» What needs to be done
Lines from the beginning of the data through the line containing "use dashmap::DashMap;" are to be copied exactly, with no other line included.

[Saved entries]

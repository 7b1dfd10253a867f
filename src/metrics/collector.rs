//! Metrics Collector
//!
//! At most one polling loop per connection. Each tick runs the sampling
//! command on its own exec channel; a tick that comes due while the previous
//! one is still running is skipped, not queued. A subscription lives under a
//! child of the transport's cycle token, so it ends with the transport and
//! is never restarted by a reconnect.

use std::collections::BTreeSet;
use std::sync::atomic::{AtomicBool, AtomicU64, Ordering};
use std::sync::Arc;
use std::time::Duration;

use dashmap::mapref::entry::Entry;
use dashmap::DashMap;
use parking_lot::Mutex;
use serde::Serialize;
use tokio::time::{Instant, MissedTickBehavior};
use tokio_util::sync::CancellationToken;
use tracing::{debug, info, trace, warn};

use super::sampler::{build_command, parse_sample, Counters};
use super::types::MetricsSnapshot;
use crate::error::CoreError;
use crate::events::EventDispatcher;
use crate::mux::ChannelMultiplexer;
use crate::ssh::{ExecOutput, TransportManager, TransportRef};

const MIN_INTERVAL: Duration = Duration::from_millis(500);

struct Subscription {
    interval: Duration,
    services: BTreeSet<String>,
    cancel: CancellationToken,
    in_flight: AtomicBool,
    ticks_completed: AtomicU64,
    ticks_skipped: AtomicU64,
    last_snapshot: Mutex<Option<MetricsSnapshot>>,
    counters: Mutex<Option<(Counters, Instant)>>,
}

/// Point-in-time view of a running subscription
#[derive(Debug, Clone, Serialize)]
#[serde(rename_all = "camelCase")]
pub struct SubscriptionInfo {
    pub interval_ms: u64,
    pub services: Vec<String>,
    pub in_flight: bool,
    pub ticks_completed: u64,
    pub ticks_skipped: u64,
    pub last_snapshot: Option<MetricsSnapshot>,
}

pub struct MetricsCollector {
    transports: Arc<TransportManager>,
    mux: Arc<ChannelMultiplexer>,
    dispatcher: Arc<EventDispatcher>,
    subscriptions: DashMap<String, Arc<Subscription>>,
    default_interval: Duration,
}

impl MetricsCollector {
    pub fn new(
        transports: Arc<TransportManager>,
        mux: Arc<ChannelMultiplexer>,
        dispatcher: Arc<EventDispatcher>,
        default_interval: Duration,
    ) -> Self {
        Self {
            transports,
            mux,
            dispatcher,
            subscriptions: DashMap::new(),
            default_interval,
        }
    }

    /// Start polling `connection_id`.
    ///
    /// Returns `Ok(false)` without touching the running loop when one is
    /// already active for this connection.
    pub fn start(
        self: &Arc<Self>,
        connection_id: &str,
        interval: Option<Duration>,
        services: BTreeSet<String>,
    ) -> Result<bool, CoreError> {
        let transport = self.transports.acquire(connection_id)?;
        let interval = interval.unwrap_or(self.default_interval).max(MIN_INTERVAL);

        let subscription = Arc::new(Subscription {
            interval,
            services,
            cancel: transport.cancel_token().child_token(),
            in_flight: AtomicBool::new(false),
            ticks_completed: AtomicU64::new(0),
            ticks_skipped: AtomicU64::new(0),
            last_snapshot: Mutex::new(None),
            counters: Mutex::new(None),
        });

        match self.subscriptions.entry(connection_id.to_string()) {
            Entry::Occupied(entry) if !entry.get().cancel.is_cancelled() => {
                debug!("Metrics already running for {}", connection_id);
                return Ok(false);
            }
            Entry::Occupied(mut entry) => {
                entry.insert(subscription.clone());
            }
            Entry::Vacant(entry) => {
                entry.insert(subscription.clone());
            }
        }

        info!(
            "Starting metrics for {} every {:?} ({} services)",
            connection_id,
            interval,
            subscription.services.len()
        );
        let this = self.clone();
        let id = connection_id.to_string();
        tokio::spawn(async move { this.run(id, subscription, transport).await });
        Ok(true)
    }

    /// Stop polling. Idempotent; returns whether a loop was running.
    ///
    /// A tick in flight is abandoned and emits nothing.
    pub fn stop(&self, connection_id: &str) -> bool {
        match self.subscriptions.remove(connection_id) {
            Some((_, subscription)) => {
                let was_running = !subscription.cancel.is_cancelled();
                subscription.cancel.cancel();
                if was_running {
                    info!("Stopped metrics for {}", connection_id);
                }
                was_running
            }
            None => false,
        }
    }

    pub fn stop_all(&self) {
        let ids: Vec<String> = self.subscriptions.iter().map(|e| e.key().clone()).collect();
        for id in ids {
            self.stop(&id);
        }
    }

    pub fn subscription(&self, connection_id: &str) -> Option<SubscriptionInfo> {
        let subscription = self.subscriptions.get(connection_id)?;
        if subscription.cancel.is_cancelled() {
            return None;
        }
        let info = SubscriptionInfo {
            interval_ms: subscription.interval.as_millis() as u64,
            services: subscription.services.iter().cloned().collect(),
            in_flight: subscription.in_flight.load(Ordering::SeqCst),
            ticks_completed: subscription.ticks_completed.load(Ordering::SeqCst),
            ticks_skipped: subscription.ticks_skipped.load(Ordering::SeqCst),
            last_snapshot: subscription.last_snapshot.lock().clone(),
        };
        Some(info)
    }

    async fn run(
        self: Arc<Self>,
        connection_id: String,
        subscription: Arc<Subscription>,
        transport: TransportRef,
    ) {
        let mut ticker = tokio::time::interval(subscription.interval);
        ticker.set_missed_tick_behavior(MissedTickBehavior::Skip);

        loop {
            tokio::select! {
                biased;
                _ = subscription.cancel.cancelled() => break,
                _ = ticker.tick() => {}
            }

            if subscription.in_flight.swap(true, Ordering::SeqCst) {
                subscription.ticks_skipped.fetch_add(1, Ordering::SeqCst);
                trace!("Metrics tick for {} skipped, previous still running", connection_id);
                continue;
            }

            let this = self.clone();
            let id = connection_id.clone();
            let sub = subscription.clone();
            let transport = transport.clone();
            tokio::spawn(async move {
                this.tick(&id, &sub, &transport).await;
                sub.in_flight.store(false, Ordering::SeqCst);
            });
        }

        self.subscriptions
            .remove_if(&connection_id, |_, s| Arc::ptr_eq(s, &subscription));
        debug!("Metrics loop for {} ended", connection_id);
    }

    async fn tick(&self, connection_id: &str, subscription: &Subscription, transport: &TransportRef) {
        let command = build_command(&subscription.services);
        let result = tokio::select! {
            biased;
            _ = subscription.cancel.cancelled() => return,
            result = self.mux.exec(transport, &command) => result,
        };
        if subscription.cancel.is_cancelled() {
            return;
        }

        let snapshot = match result.and_then(|output| self.sample(subscription, output)) {
            Ok(snapshot) => snapshot,
            Err(CoreError::Cancelled(_)) => return,
            Err(e) => {
                warn!("Metrics sample for {} failed: {}", connection_id, e);
                MetricsSnapshot::error(e.to_string())
            }
        };

        *subscription.last_snapshot.lock() = Some(snapshot.clone());
        subscription.ticks_completed.fetch_add(1, Ordering::SeqCst);
        self.dispatcher.emit_metrics(connection_id, snapshot);
    }

    fn sample(
        &self,
        subscription: &Subscription,
        output: ExecOutput,
    ) -> Result<MetricsSnapshot, CoreError> {
        if !output.success() {
            return Err(CoreError::Protocol(format!(
                "sampling command exited with {:?}: {}",
                output.exit_status,
                output.stderr_text().trim()
            )));
        }

        let now = Instant::now();
        let mut counters = subscription.counters.lock();
        let (prev, elapsed) = match counters.as_ref() {
            Some((prev, at)) => (Some(prev), now.duration_since(*at).as_secs_f64()),
            None => (None, 0.0),
        };
        let (data, next) = parse_sample(
            &output.stdout_text(),
            &subscription.services,
            prev,
            elapsed,
        )?;
        *counters = Some((next, now));
        Ok(MetricsSnapshot::ok(data))
    }
}

#[cfg(test)]
mod tests {
    use super::*;
    use crate::events::MetricsUpdate;
    use crate::testing::{connected_manager, FakeConnector};

    const SAMPLE: &str = "===UPTIME===
up 1 hour
===STAT===
cpu  100 0 100 700 100 0 0 0
===MEMINFO===
MemTotal:        2048000 kB
MemAvailable:    1024000 kB
===DISK===
Filesystem      Size  Used Avail Capacity Mounted on
/dev/vda1        20G    5G   15G      25% /
===SERVICES===
nginx=active
===END===";

    async fn collector() -> (
        Arc<FakeConnector>,
        Arc<TransportManager>,
        Arc<EventDispatcher>,
        Arc<MetricsCollector>,
    ) {
        let (connector, transports, mux) = connected_manager("c1").await;
        connector.scripts().set("===STAT===", SAMPLE, 0);
        let dispatcher = Arc::new(EventDispatcher::new());
        let collector = Arc::new(MetricsCollector::new(
            transports.clone(),
            mux,
            dispatcher.clone(),
            Duration::from_secs(3),
        ));
        (connector, transports, dispatcher, collector)
    }

    fn nginx() -> BTreeSet<String> {
        ["nginx".to_string()].into_iter().collect()
    }

    #[tokio::test(start_paused = true)]
    async fn test_slow_ticks_are_skipped_not_queued() {
        let (connector, _transports, _dispatcher, collector) = collector().await;
        connector
            .last_link()
            .set_exec_delay(Some(Duration::from_millis(2500)));

        assert!(collector
            .start("c1", Some(Duration::from_secs(1)), BTreeSet::new())
            .unwrap());
        tokio::time::sleep(Duration::from_millis(5900)).await;

        // Ticks at 0 and 3 run; 1, 2, 4 and 5 find the previous one in flight
        let info = collector.subscription("c1").unwrap();
        assert_eq!(info.ticks_completed, 2);
        assert_eq!(info.ticks_skipped, 4);
        assert_eq!(connector.last_link().exec_calls().len(), 2);
    }

    #[tokio::test(start_paused = true)]
    async fn test_start_twice_runs_one_loop() {
        let (connector, _transports, dispatcher, collector) = collector().await;
        let (_, mut rx) = dispatcher.subscribe_metrics(Some("c1"));

        assert!(collector
            .start("c1", Some(Duration::from_secs(1)), nginx())
            .unwrap());
        assert!(!collector
            .start("c1", Some(Duration::from_secs(1)), nginx())
            .unwrap());
        tokio::time::sleep(Duration::from_millis(2500)).await;

        assert_eq!(connector.last_link().exec_calls().len(), 3);
        let MetricsUpdate { snapshot, .. } = rx.try_recv().unwrap();
        assert!(snapshot.is_ok());
        let data = snapshot.data.unwrap();
        assert_eq!(data.memory.total, 2000);
        assert_eq!(data.services[0].status, "active");
    }

    #[tokio::test(start_paused = true)]
    async fn test_stop_is_idempotent_and_silences_in_flight_tick() {
        let (connector, _transports, dispatcher, collector) = collector().await;
        connector
            .last_link()
            .set_exec_delay(Some(Duration::from_secs(2)));
        let (_, mut rx) = dispatcher.subscribe_metrics(None);

        collector
            .start("c1", Some(Duration::from_secs(5)), BTreeSet::new())
            .unwrap();
        tokio::time::sleep(Duration::from_secs(1)).await;
        assert!(collector.stop("c1"));
        assert!(!collector.stop("c1"));
        tokio::time::sleep(Duration::from_secs(10)).await;

        assert!(rx.try_recv().is_err());
        assert!(collector.subscription("c1").is_none());
    }

    #[tokio::test(start_paused = true)]
    async fn test_failed_sample_reports_error_and_keeps_polling() {
        let (connector, _transports, dispatcher, collector) = collector().await;
        connector.scripts().set("===STAT===", "", 1);
        let (_, mut rx) = dispatcher.subscribe_metrics(Some("c1"));

        collector
            .start("c1", Some(Duration::from_secs(1)), BTreeSet::new())
            .unwrap();
        tokio::time::sleep(Duration::from_millis(1500)).await;

        let first = rx.try_recv().unwrap().snapshot;
        assert!(!first.is_ok());
        assert!(first.message.is_some());
        assert!(rx.try_recv().is_ok());
        assert!(collector.subscription("c1").is_some());
    }

    #[tokio::test(start_paused = true)]
    async fn test_disconnect_ends_subscription() {
        let (connector, transports, _dispatcher, collector) = collector().await;
        collector
            .start("c1", Some(Duration::from_secs(1)), BTreeSet::new())
            .unwrap();
        tokio::time::sleep(Duration::from_millis(100)).await;

        transports.disconnect("c1").await;
        assert!(collector.subscription("c1").is_none());
        tokio::time::sleep(Duration::from_secs(5)).await;

        assert_eq!(connector.last_link().exec_calls().len(), 1);
        // A cancelled entry does not block a fresh start after reconnect
        transports
            .connect(&crate::testing::password_profile("c1"))
            .await
            .unwrap();
        assert!(collector.start("c1", None, BTreeSet::new()).unwrap());
    }

    #[tokio::test]
    async fn test_start_requires_connection() {
        let (_connector, _transports, _dispatcher, collector) = collector().await;
        assert!(matches!(
            collector.start("nope", None, BTreeSet::new()),
            Err(CoreError::Channel(_))
        ));
    }
}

» Solved exercise
repository 7b1dfd10253a867f
filename src/metrics/collector.rs
//! Metrics Collector
//!
//! At most one polling loop per connection. Each tick runs the sampling
//! command on its own exec channel; a tick that comes due while the previous
//! one is still running is skipped, not queued. A subscription lives under a
//! child of the transport's cycle token, so it ends with the transport and
//! is never restarted by a reconnect.

use std::collections::BTreeSet;
use std::sync::atomic::{AtomicBool, AtomicU64, Ordering};
use std::sync::Arc;
use std::time::Duration;

use dashmap::mapref::entry::Entry;
use dashmap::DashMap;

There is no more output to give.